I think the now non-existing top half symbolizes the great mistakes  Japan had made in the first half of the 20th century. The modernization by Westernization of Japan itself was a great feat helping Japan to be recognized globally, until it started abusing its newfound power at the cost of hundreds of thousands of lives in other cultures and of its own. The top half we see now symbolizes Japan’s learning from its mistake and valuing peace more than anything. 

Over in the US, Kyoto was the first to be considered as the target of atomic bombing. But the US Secretary of War at the time, Henry Stimson, refused to bomb Kyoto. He was fully aware that he was partly being emotional because he spent his honeymoon in Kyoto and had seen the cultural value of Kyoto in person. But because the US concluded that destroying a city with cultural assets of over 1000 years of age would make it devastatingly difficult for Japanese people to look up to the US after the war, Kyoto was spared. Kyoto as we see now exists largely thanks to the mercy of Henry Stimson. 
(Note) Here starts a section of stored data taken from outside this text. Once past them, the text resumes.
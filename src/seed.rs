//! Seed data for the directory
//!
//! The directory starts from either the built-in sample staff or a JSON seed
//! file. Seed files are read-only inputs: nothing is ever written back.
//!
//! # File format
//!
//! ```json
//! {
//!   "employees": [
//!     { "id": 1, "firstName": "Ann", "lastName": "Lee", "email": "ann@example.com",
//!       "department": "Sales", "role": "Manager" }
//!   ]
//! }
//! ```

use anyhow::{Context, Result};
use serde::{Deserialize, Serialize};
use std::collections::HashSet;
use std::fs;
use std::path::Path;

use crate::employee::{Employee, EmployeeId};
use crate::types::{Department, Role};

/// Contents of a seed file
#[derive(Debug, Clone, Default, PartialEq, Eq, Serialize, Deserialize)]
pub struct SeedFile {
    pub employees: Vec<Employee>,
}

impl SeedFile {
    /// Load a seed file from disk
    pub fn load_from_file<P: AsRef<Path>>(path: P) -> Result<Self> {
        let content = fs::read_to_string(&path)
            .with_context(|| format!("Failed to read seed data from {:?}", path.as_ref()))?;

        Self::from_json(&content)
            .with_context(|| format!("Invalid seed data in {:?}", path.as_ref()))
    }

    /// Parse seed data from a JSON string
    pub fn from_json(content: &str) -> Result<Self> {
        let seed: Self =
            serde_json::from_str(content).context("Failed to parse seed data JSON")?;
        Ok(seed)
    }

    /// Validate the seed data
    ///
    /// Ids must be unique and every text field must be present.
    pub fn validate(&self) -> Result<()> {
        let mut seen = HashSet::with_capacity(self.employees.len());
        for employee in &self.employees {
            if !seen.insert(employee.id) {
                anyhow::bail!("Duplicate employee id {}", employee.id);
            }
            if employee.first_name.trim().is_empty() {
                anyhow::bail!("Employee {} has no first name", employee.id);
            }
            if employee.last_name.trim().is_empty() {
                anyhow::bail!("Employee {} has no last name", employee.id);
            }
            if employee.email.trim().is_empty() {
                anyhow::bail!("Employee {} has no email", employee.id);
            }
        }
        Ok(())
    }
}

/// Built-in sample staff used when no seed file is given
pub fn sample_employees() -> Vec<Employee> {
    use Department as D;
    use Role as R;

    let rows: [(&str, &str, Department, Role); 30] = [
        ("John", "Doe", D::Engineering, R::Developer),
        ("Jane", "Smith", D::Marketing, R::Manager),
        ("Alice", "Johnson", D::Sales, R::Specialist),
        ("Bob", "Brown", D::It, R::Engineer),
        ("Charlie", "Davis", D::Hr, R::Coordinator),
        ("Diana", "Miller", D::Finance, R::Analyst),
        ("Ethan", "Wilson", D::Engineering, R::Engineer),
        ("Fiona", "Moore", D::Marketing, R::Designer),
        ("George", "Taylor", D::Sales, R::Manager),
        ("Hannah", "Anderson", D::Operations, R::Coordinator),
        ("Ian", "Thomas", D::It, R::Specialist),
        ("Julia", "Jackson", D::Engineering, R::Manager),
        ("Kevin", "White", D::Finance, R::Manager),
        ("Laura", "Harris", D::Hr, R::Specialist),
        ("Michael", "Martin", D::Engineering, R::Intern),
        ("Nina", "Thompson", D::Sales, R::Analyst),
        ("Oscar", "Garcia", D::Operations, R::Manager),
        ("Paula", "Martinez", D::Marketing, R::Analyst),
        ("Quentin", "Robinson", D::It, R::Manager),
        ("Rachel", "Clark", D::Engineering, R::Designer),
        ("Samuel", "Rodriguez", D::Finance, R::Intern),
        ("Tina", "Lewis", D::Sales, R::Coordinator),
        ("Umar", "Lee", D::Engineering, R::Developer),
        ("Vera", "Walker", D::Hr, R::Manager),
        ("William", "Hall", D::Operations, R::Analyst),
        ("Xena", "Allen", D::It, R::Developer),
        ("Yusuf", "Young", D::Marketing, R::Specialist),
        ("Zoe", "King", D::Engineering, R::Analyst),
        ("Aaron", "Wright", D::Sales, R::Intern),
        ("Bella", "Lopez", D::Finance, R::Specialist),
    ];

    rows.iter()
        .zip(1u32..)
        .map(|((first, last, department, role), id)| Employee {
            id: EmployeeId::new(id),
            first_name: first.to_string(),
            last_name: last.to_string(),
            email: format!(
                "{}.{}@company.com",
                first.to_lowercase(),
                last.to_lowercase()
            ),
            department: *department,
            role: *role,
        })
        .collect()
}
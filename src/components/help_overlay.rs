//! Help overlay component
//!
//! Displays context-sensitive help in a centered floating window.

use super::keybindings::{HelpSection, KeybindingContext};
use crate::app::AppMode;
use crate::theme::{Colors, Styles};
use ratatui::{
    Frame,
    layout::{Alignment, Rect},
    style::{Modifier, Style},
    text::{Line, Span},
    widgets::{Block, Borders, Clear, Paragraph, Wrap},
};

/// Help overlay component
pub struct HelpOverlay {
    content: Vec<Line<'static>>,
}

impl HelpOverlay {
    /// Create a new help overlay for the given mode
    pub fn new(mode: &AppMode, keybinding_ctx: &KeybindingContext) -> Self {
        let sections = keybinding_ctx.get_help_content(mode);
        Self {
            content: Self::build_content(&sections, mode),
        }
    }

    /// Build the help content from sections
    fn build_content(sections: &[HelpSection], mode: &AppMode) -> Vec<Line<'static>> {
        let mut lines: Vec<Line<'static>> = Vec::new();

        lines.push(Line::from(vec![Span::styled(
            "  Employee Directory Help  ",
            Styles::title(),
        )]));
        lines.push(Line::from(""));

        lines.push(Line::from(vec![
            Span::styled("Current: ", Styles::text_muted()),
            Span::styled(mode.label(), Style::default().fg(Colors::SECONDARY)),
        ]));
        lines.push(Line::from(""));

        for section in sections {
            lines.push(Line::from(vec![Span::styled(
                format!("  {}  ", section.title),
                Styles::success().add_modifier(Modifier::BOLD),
            )]));

            for (key, description) in &section.items {
                lines.push(Line::from(vec![
                    Span::raw("    "),
                    Span::styled(format!("{:<10}", key), Styles::focused()),
                    Span::styled(description.clone(), Styles::text()),
                ]));
            }
            lines.push(Line::from(""));
        }

        lines
    }

    /// Rendered lines, for tests and plain-text output
    pub fn lines(&self) -> &[Line<'static>] {
        &self.content
    }

    /// Render the help overlay centered in `parent`
    pub fn render(&self, f: &mut Frame, parent: Rect) {
        let height = (self.content.len() as u16 + 2).min(parent.height);
        let area = centered_rect(parent, 60, height);

        f.render_widget(Clear, area);
        let block = Block::default()
            .borders(Borders::ALL)
            .border_style(Styles::border_active())
            .title(" Help ")
            .title_bottom(Line::from(" Press ? or Esc to close ").centered())
            .style(Styles::panel_bg());
        let paragraph = Paragraph::new(self.content.clone())
            .block(block)
            .alignment(Alignment::Left)
            .wrap(Wrap { trim: false });
        f.render_widget(paragraph, area);
    }
}

/// A rectangle of `width` columns (capped to the parent) and `height` rows,
/// centered in `parent`
pub fn centered_rect(parent: Rect, width: u16, height: u16) -> Rect {
    let width = width.min(parent.width);
    let height = height.min(parent.height);
    Rect::new(
        parent.x + (parent.width - width) / 2,
        parent.y + (parent.height - height) / 2,
        width,
        height,
    )
}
Imperial Japan had taken thousands of lives of American soldiers by that time, and it seems Stimson felt he needed to end the war without risking any more casualties of his own people, and therefore he finally approved to drop an atomic bomb on Hiroshima, but still, he kept in mind that his enemies were people with emotions. 

So again, the blown-up top half of Tokyo Station, I think, is the symbol of Imperial Japan’s great failure to have compassion towards people’s emotions. And around Tokyo Station outside the Marunouchi exits, you’ll see that all the buildings have one thing in common. The bottom 6 floors have a retro-looking facade, and then from above the 7th floor, there’s a sky scraper built, reaching for the sky. 

The city planners of Tokyo had deliberately made the whole Marunouchi area this way in order to maintain the resemblance of Tokyo as it looked before and at the same time allow it to move on from the biggest turning point of its modern history, and develop as the center of economic and social activities. 

All this was a lot to take in, I’m sure. Thank you so much for listening. To my eyes, this is the story Tokyo Station tells us about Japan. So should you visit Tokyo Station on your next trip to Japan? Please do. I hope you enjoyed this episode. それでは、またお会いしましょう。